Momento ‘sagrado’

À tardinha, quando os pássaros já deram sua última revoada para para seus ninhos e cantaram seu último canto, é meu momento ‘sagrado’ , durante o qual me desfaço e reintegro, morro e renasço…

Chegou a hora mágica do crepúsculo. O dia dá lugar à noite. Vesper-Venus – diamante… A luz brilhará em continentes distantes. Aqui, as “trevas”… São os pontos opostos, os contrastes que se acentuam, tingidos pela Natureza, se complementando, interagindo, para nosso deleite. O claro e o escuro, dão vida à VIDA, a tudo que nos rodeia. Lembram quadros de Caravaggio, explodem em luz e sombras- opostos- como o ponto e o contraponto musicais: dependentes, intercambiantes…

O que seria da música se não houvesse as pausas, onde o silêncio se faz necessário para que possamos apreciar a linha melódica, a frase musical? E, após a pausa, retornam as notas, uma a uma em simples exposição sequencial… ou em acordes, ou justaposição dos mesmos, ou arpejos e tudo o mais que o inspirado compositor escreveu no pentagrama, mas sem prescindir do silêncio que as pausas significam?…

Se ao piano, duas mãos a tocar (como exemplo) pode ser Bach, com o seu “Cravo Bem Temperado”, com “Invenções” a duas, a três, e até mesmo a quatro vozes… As duas mãos do pianista sobre o frio teclado de marfim parecem ora dialogar, ora “conversar“, ora até mesmo a “repetir” os sons uma da outra, em ordem direta ou inversa… mas sempre as pausas ocorrem e dão ainda mais beleza à beleza já existente. O som e sua ausência (pausas), são necessários para que possamos apreciar o belo, tanto de uma singela melodia quanto das mais intrincadas formas de composições.

Discorri sobre a música (sons e pausas), pois é das artes, a que mais me toca a alma. Volto agora para o “leitmotif” desta crônica… Quanto ao dia que está por terminar, antes que tal ocorra definitivamente – todos os dias- já se pode avistar Vésper-Vênus, prenunciando a chegada da noite e, à medida em que o céu vai escurecendo no Oriente, no Ocidente, ele se vai clareando suave pela incipiente luminosidade do Sol - e assim o faz desde o Princípio dos Tempos.

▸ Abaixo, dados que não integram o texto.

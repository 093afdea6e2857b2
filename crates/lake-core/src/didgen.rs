//! Deterministic domain identifiers.
//!
//! An id is the entity tag followed by every key part as `:<byte-length>:<text>`,
//! e.g. `GithubPullRequest:1:7:2:42`. Tags never contain `:` and every part is
//! length-prefixed, so the encoding is injective and [`DomainIdGenerator::parse`]
//! recovers the exact tuple.

use std::fmt::{self, Write as _};

use crate::PipelineError;

/// One component of a native key.
#[derive(Debug, Clone, PartialEq, Eq, Hash)]
pub enum KeyPart {
    Unsigned(u64),
    Signed(i64),
    Text(String),
}

impl fmt::Display for KeyPart {
    fn fmt(&self, f: &mut fmt::Formatter<'_>) -> fmt::Result {
        match self {
            KeyPart::Unsigned(v) => write!(f, "{v}"),
            KeyPart::Signed(v) => write!(f, "{v}"),
            KeyPart::Text(v) => f.write_str(v),
        }
    }
}

macro_rules! key_part_from {
    ($variant:ident as $target:ty: $($t:ty),+) => {
        $(
            impl From<$t> for KeyPart {
                fn from(value: $t) -> Self {
                    KeyPart::$variant(value as $target)
                }
            }
        )+
    };
}

key_part_from!(Unsigned as u64: u64, u32, u16, u8, usize);
key_part_from!(Signed as i64: i64, i32, i16, i8);

impl From<&str> for KeyPart {
    fn from(value: &str) -> Self {
        KeyPart::Text(value.to_string())
    }
}

impl From<String> for KeyPart {
    fn from(value: String) -> Self {
        KeyPart::Text(value)
    }
}

impl From<&String> for KeyPart {
    fn from(value: &String) -> Self {
        KeyPart::Text(value.clone())
    }
}

const fn is_valid_tag(tag: &str) -> bool {
    let bytes = tag.as_bytes();
    if bytes.is_empty() {
        return false;
    }
    let mut i = 0;
    while i < bytes.len() {
        let c = bytes[i];
        if !(c.is_ascii_alphanumeric() || c == b'_' || c == b'.' || c == b'-') {
            return false;
        }
        i += 1;
    }
    true
}

/// Id generator bound to one entity type tag.
///
/// Construct generators as constants so an invalid tag fails the build:
///
/// ```
/// use lake_core::DomainIdGenerator;
///
/// const PR_IDS: DomainIdGenerator = DomainIdGenerator::new("GithubPullRequest");
/// assert_eq!(PR_IDS.generate(&[7u64.into(), 42u64.into()]), "GithubPullRequest:1:7:2:42");
/// ```
#[derive(Debug, Clone, Copy, PartialEq, Eq)]
pub struct DomainIdGenerator {
    tag: &'static str,
}

impl DomainIdGenerator {
    /// # Panics
    ///
    /// Panics when `tag` is empty or contains characters outside `[A-Za-z0-9_.-]`.
    pub const fn new(tag: &'static str) -> Self {
        assert!(is_valid_tag(tag), "domain id tag must match [A-Za-z0-9_.-]+");
        Self { tag }
    }

    pub fn tag(&self) -> &'static str {
        self.tag
    }

    pub fn generate(&self, parts: &[KeyPart]) -> String {
        encode(self.tag, parts)
    }

    pub fn parse(id: &str) -> Result<ParsedDomainId, PipelineError> {
        parse(id)
    }
}

/// Generate an id for an ad-hoc tag.
///
/// # Panics
///
/// Panics when `tag` is not a valid tag; see [`DomainIdGenerator::new`].
pub fn generate(tag: &str, parts: &[KeyPart]) -> String {
    assert!(is_valid_tag(tag), "invalid domain id tag {tag:?}");
    encode(tag, parts)
}

fn encode(tag: &str, parts: &[KeyPart]) -> String {
    let mut out = String::with_capacity(tag.len() + parts.len() * 8);
    out.push_str(tag);
    for part in parts {
        let text = part.to_string();
        let _ = write!(out, ":{}:{}", text.len(), text);
    }
    out
}

#[derive(Debug, Clone, PartialEq, Eq)]
pub struct ParsedDomainId {
    pub tag: String,
    pub parts: Vec<String>,
}

fn parse(id: &str) -> Result<ParsedDomainId, PipelineError> {
    let invalid = |why: &str| PipelineError::conversion(format!("invalid domain id {id:?}: {why}"));

    let (tag, mut rest) = match id.split_once(':') {
        Some((tag, rest)) => (tag, Some(rest)),
        None => (id, None),
    };
    if !is_valid_tag(tag) {
        return Err(invalid("bad tag"));
    }

    let mut parts = Vec::new();
    while let Some(remaining) = rest {
        let (len_text, tail) = remaining
            .split_once(':')
            .ok_or_else(|| invalid("missing length separator"))?;
        let len: usize = len_text.parse().map_err(|_| invalid("bad length prefix"))?;
        let part = tail.get(..len).ok_or_else(|| invalid("truncated part"))?;
        parts.push(part.to_string());
        let after = &tail[len..];
        rest = if after.is_empty() {
            None
        } else {
            Some(after.strip_prefix(':').ok_or_else(|| invalid("trailing bytes"))?)
        };
    }

    Ok(ParsedDomainId {
        tag: tag.to_string(),
        parts,
    })
}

Fiquemos na “hora sagrada“, no lusco-fusco, quando pouco (ou nada) se vê, mas, se temos sensibilidade, se estamos com a alma aberta e receptiva, muito se sente. Uns a chamam de ”Hora da Ave-Maria“, outros de “Hora do Angelus“. Não importa, na verdade “como” é conhecida, chamada ou intitulada, o que conta é que se trata de uma hora especial, diferente mesmo de todas as demais 23 horas existentes. E não importa onde estejamos… o que importa é o “efeito” que causa nas pessoas de sensibilidade e que acreditam na Existência de um Ser Supremo, criador de tudo e de todos.

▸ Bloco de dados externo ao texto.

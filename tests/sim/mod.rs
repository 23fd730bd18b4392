//! Simulated open-drain I2C bus with a single slave.
//!
//! The master's pins and quarter-bit timer are handles onto a shared
//! [`Wire`]. Each line is the wired-AND of master and slave drive. The slave
//! decodes START/STOP/bits from line edges, so whatever the master does is
//! observed exactly as a logic analyser would see it.

#![allow(dead_code)]

use std::cell::RefCell;
use std::collections::VecDeque;
use std::convert::Infallible;
use std::rc::Rc;

use embedded_hal::blocking::delay::DelayMs;
use embedded_hal::digital::v2::{InputPin, OutputPin};
use embedded_hal::timer::{CountDown, Periodic};
use embedded_hal::watchdog::Watchdog;
use void::Void;

/// What the bus carried, in order.
#[derive(Debug, Clone, Copy, Eq, PartialEq)]
pub enum Event {
    Start,
    Stop,
    /// A byte plus the ACK bit that followed it. For bytes the slave sent,
    /// `acked` is the master's answer.
    Byte { value: u8, acked: bool },
}

/// How the slave picks the bytes it sends.
pub enum Reply {
    /// Pop from a queue, `0xff` once empty.
    Queue(VecDeque<u8>),
    /// Last byte written to the slave, plus one.
    Increment,
}

#[derive(Debug, Clone, Copy, Eq, PartialEq)]
enum Phase {
    Idle,
    Address,
    Receive,
    Transmit(u8),
}

#[derive(Clone, Copy)]
enum Which {
    Scl,
    Sda,
}

struct Wire {
    // master drive, true = released
    master_scl: bool,
    master_sda: bool,
    // slave drive
    slave_sda_low: bool,
    sda_stuck: bool,
    stretch: u32,
    stretch_armed: u32,
    // resolved levels as last seen
    scl: bool,
    sda: bool,

    address: u8,
    nack_address: bool,
    nack_data_at: Option<usize>,
    reply: Reply,

    phase: Phase,
    clocks: u8,
    shift: u8,
    ack: bool,
    data_index: usize,
    last_written: u8,
    received: Vec<u8>,

    ticks: u64,
    log: Vec<(u64, Event)>,
}

impl Wire {
    fn levels(&self) -> (bool, bool) {
        let scl = self.master_scl && self.stretch == 0;
        let sda = self.master_sda && !self.slave_sda_low && !self.sda_stuck;
        (scl, sda)
    }

    fn drive(&mut self, which: Which, released: bool) {
        match which {
            Which::Scl => self.master_scl = released,
            Which::Sda => self.master_sda = released,
        }
        self.settle();
    }

    fn tick(&mut self) {
        self.ticks += 1;
        if self.stretch > 0 && self.stretch != u32::MAX {
            self.stretch -= 1;
            if self.stretch == 0 {
                self.settle();
            }
        }
    }

    fn settle(&mut self) {
        let (scl, sda) = self.levels();
        let (old_scl, old_sda) = (self.scl, self.sda);
        self.scl = scl;
        self.sda = sda;

        if scl && old_scl && sda != old_sda {
            if sda {
                self.on_stop();
            } else {
                self.on_start();
            }
        } else if scl && !old_scl {
            self.on_rise();
        } else if !scl && old_scl {
            self.on_fall();
        }

        // The slave only changes SDA while SCL is low, so no edge to report.
        self.sda = self.levels().1;
    }

    fn record(&mut self, event: Event) {
        self.log.push((self.ticks, event));
    }

    fn on_start(&mut self) {
        self.phase = Phase::Address;
        self.clocks = 0;
        self.shift = 0;
        self.slave_sda_low = false;
        self.record(Event::Start);
    }

    fn on_stop(&mut self) {
        self.phase = Phase::Idle;
        self.slave_sda_low = false;
        self.record(Event::Stop);
    }

    fn on_rise(&mut self) {
        match self.phase {
            Phase::Idle => {}
            Phase::Address | Phase::Receive => {
                if self.clocks < 8 {
                    self.shift = (self.shift << 1) | self.sda as u8;
                }
                self.clocks += 1;
            }
            Phase::Transmit(_) => {
                self.clocks += 1;
                if self.clocks == 9 {
                    self.ack = !self.sda;
                }
            }
        }
    }

    fn on_fall(&mut self) {
        if self.stretch_armed > 0 && self.phase != Phase::Idle {
            self.stretch = self.stretch_armed;
            self.stretch_armed = 0;
        }

        match self.phase {
            Phase::Idle => {}
            Phase::Address | Phase::Receive => {
                if self.clocks == 8 {
                    self.ack = if self.phase == Phase::Address {
                        self.shift >> 1 == self.address && !self.nack_address
                    } else {
                        self.nack_data_at != Some(self.data_index)
                    };
                    self.slave_sda_low = self.ack;
                } else if self.clocks == 9 {
                    self.slave_sda_low = false;
                    let value = self.shift;
                    let acked = self.ack;
                    self.record(Event::Byte { value, acked });
                    self.clocks = 0;
                    self.shift = 0;

                    if self.phase == Phase::Address {
                        if !acked {
                            self.phase = Phase::Idle;
                        } else if value & 1 == 1 {
                            self.begin_transmit();
                        } else {
                            self.phase = Phase::Receive;
                            self.data_index = 0;
                        }
                    } else {
                        self.received.push(value);
                        self.last_written = value;
                        self.data_index += 1;
                        if !acked {
                            self.phase = Phase::Idle;
                        }
                    }
                }
            }
            Phase::Transmit(byte) => {
                if self.clocks < 8 {
                    self.slave_sda_low = (byte >> (7 - self.clocks)) & 1 == 0;
                } else if self.clocks == 8 {
                    self.slave_sda_low = false;
                } else {
                    let acked = self.ack;
                    self.record(Event::Byte { value: byte, acked });
                    if acked {
                        self.begin_transmit();
                    } else {
                        self.phase = Phase::Idle;
                    }
                }
            }
        }
    }

    fn begin_transmit(&mut self) {
        let byte = match &mut self.reply {
            Reply::Queue(queue) => queue.pop_front().unwrap_or(0xff),
            Reply::Increment => self.last_written.wrapping_add(1),
        };
        self.phase = Phase::Transmit(byte);
        self.clocks = 0;
        self.slave_sda_low = byte & 0x80 == 0;
    }
}

/// Handle onto the shared bus.
#[derive(Clone)]
pub struct Bus(Rc<RefCell<Wire>>);

impl Bus {
    /// Idle bus with a slave at `address` that ACKs everything.
    pub fn new(address: u8) -> Self {
        Bus(Rc::new(RefCell::new(Wire {
            master_scl: true,
            master_sda: true,
            slave_sda_low: false,
            sda_stuck: false,
            stretch: 0,
            stretch_armed: 0,
            scl: true,
            sda: true,
            address,
            nack_address: false,
            nack_data_at: None,
            reply: Reply::Queue(VecDeque::new()),
            phase: Phase::Idle,
            clocks: 0,
            shift: 0,
            ack: false,
            data_index: 0,
            last_written: 0,
            received: Vec::new(),
            ticks: 0,
            log: Vec::new(),
        })))
    }

    pub fn scl(&self) -> Pin {
        Pin {
            bus: self.clone(),
            which: Which::Scl,
        }
    }

    pub fn sda(&self) -> Pin {
        Pin {
            bus: self.clone(),
            which: Which::Sda,
        }
    }

    pub fn ticker(&self) -> Ticker {
        Ticker { bus: self.clone() }
    }

    pub fn reply_with(&self, bytes: &[u8]) {
        self.0.borrow_mut().reply = Reply::Queue(bytes.iter().copied().collect());
    }

    pub fn reply_increment(&self) {
        self.0.borrow_mut().reply = Reply::Increment;
    }

    pub fn nack_address(&self) {
        self.0.borrow_mut().nack_address = true;
    }

    pub fn nack_data_at(&self, index: usize) {
        self.0.borrow_mut().nack_data_at = Some(index);
    }

    /// Hold SCL low for `ticks` starting at the first SCL fall after START.
    /// `u32::MAX` holds it forever.
    pub fn stretch_after_start(&self, ticks: u32) {
        self.0.borrow_mut().stretch_armed = ticks;
    }

    pub fn hold_sda_low(&self) {
        let mut wire = self.0.borrow_mut();
        wire.sda_stuck = true;
        wire.sda = false;
    }

    /// Slave left mid-read by a master reset, driving the MSB of `byte`.
    pub fn interrupted_read(&self, byte: u8) {
        let mut wire = self.0.borrow_mut();
        wire.phase = Phase::Transmit(byte);
        wire.clocks = 0;
        wire.slave_sda_low = byte & 0x80 == 0;
        wire.sda = wire.levels().1;
    }

    pub fn events(&self) -> Vec<Event> {
        self.0.borrow().log.iter().map(|(_, e)| *e).collect()
    }

    pub fn timed_events(&self) -> Vec<(u64, Event)> {
        self.0.borrow().log.clone()
    }

    pub fn clear_events(&self) {
        self.0.borrow_mut().log.clear();
    }

    /// Data bytes the slave accepted.
    pub fn received(&self) -> Vec<u8> {
        self.0.borrow().received.clone()
    }

    /// True when the master drives neither line.
    pub fn master_released(&self) -> bool {
        let wire = self.0.borrow();
        wire.master_scl && wire.master_sda
    }

    /// Resolved `(SCL, SDA)` levels.
    pub fn levels(&self) -> (bool, bool) {
        self.0.borrow().levels()
    }

    pub fn ticks(&self) -> u64 {
        self.0.borrow().ticks
    }
}

/// Master side of one line.
pub struct Pin {
    bus: Bus,
    which: Which,
}

impl OutputPin for Pin {
    type Error = Infallible;

    fn set_low(&mut self) -> Result<(), Infallible> {
        self.bus.0.borrow_mut().drive(self.which, false);
        Ok(())
    }

    fn set_high(&mut self) -> Result<(), Infallible> {
        self.bus.0.borrow_mut().drive(self.which, true);
        Ok(())
    }
}

impl InputPin for Pin {
    type Error = Infallible;

    fn is_high(&self) -> Result<bool, Infallible> {
        let (scl, sda) = self.bus.levels();
        Ok(match self.which {
            Which::Scl => scl,
            Which::Sda => sda,
        })
    }

    fn is_low(&self) -> Result<bool, Infallible> {
        self.is_high().map(|high| !high)
    }
}

/// GPIO fault reported by [`Flaky`].
#[derive(Debug, Clone, Copy, Eq, PartialEq)]
pub struct Fault;

/// Line that refuses its `nth` `set_low` (1-based) and passes everything else
/// through to the bus.
pub struct Flaky {
    pin: Pin,
    fail_at: Option<usize>,
    lows: usize,
}

impl Flaky {
    pub fn new(pin: Pin, fail_at: Option<usize>) -> Self {
        Flaky {
            pin,
            fail_at,
            lows: 0,
        }
    }
}

impl OutputPin for Flaky {
    type Error = Fault;

    fn set_low(&mut self) -> Result<(), Fault> {
        self.lows += 1;
        if self.fail_at == Some(self.lows) {
            return Err(Fault);
        }
        self.pin.set_low().map_err(|e| match e {})
    }

    fn set_high(&mut self) -> Result<(), Fault> {
        self.pin.set_high().map_err(|e| match e {})
    }
}

impl InputPin for Flaky {
    type Error = Fault;

    fn is_high(&self) -> Result<bool, Fault> {
        self.pin.is_high().map_err(|e| match e {})
    }

    fn is_low(&self) -> Result<bool, Fault> {
        self.pin.is_low().map_err(|e| match e {})
    }
}

/// Quarter-bit timer; every wait advances bus time by one tick.
pub struct Ticker {
    bus: Bus,
}

impl CountDown for Ticker {
    type Time = u32;

    fn start<T>(&mut self, _count: T)
    where
        T: Into<Self::Time>,
    {
    }

    fn wait(&mut self) -> nb::Result<(), Void> {
        self.bus.0.borrow_mut().tick();
        Ok(())
    }
}

impl Periodic for Ticker {}

/// Millisecond delay that only records what was asked.
#[derive(Default)]
pub struct NoDelay {
    pub total_ms: u64,
}

impl DelayMs<u32> for NoDelay {
    fn delay_ms(&mut self, ms: u32) {
        self.total_ms += u64::from(ms);
    }
}

#[derive(Default)]
pub struct Led {
    pub on: bool,
}

impl OutputPin for Led {
    type Error = Infallible;

    fn set_low(&mut self) -> Result<(), Infallible> {
        self.on = false;
        Ok(())
    }

    fn set_high(&mut self) -> Result<(), Infallible> {
        self.on = true;
        Ok(())
    }
}

#[derive(Default)]
pub struct Dog {
    pub feeds: usize,
}

impl Watchdog for Dog {
    fn feed(&mut self) {
        self.feeds += 1;
    }
}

Neste momento pode ocorrer a conexão do Ser com o Todo. O tempo, para mim, parece parar, pois não o sinto… Apenas o encantamento das estrelas no profundo azul da noite brilham como diamantes. Cada um de nós sente à sua maneira. A transição que se faz lentamente entre o dia e a noite, não sinto como “trevas”, (estou a escrever de uma noite em que se possa ver as estrelas e/ou a Lua, não de uma noite cujo céu esteja encoberto por negras nuvens, indicando probabilidade de cair forte chuva).

Meu Ser se inunda com a luminosidade dos astros todos a brilhar – como pirilampos no profundo azul do Céu.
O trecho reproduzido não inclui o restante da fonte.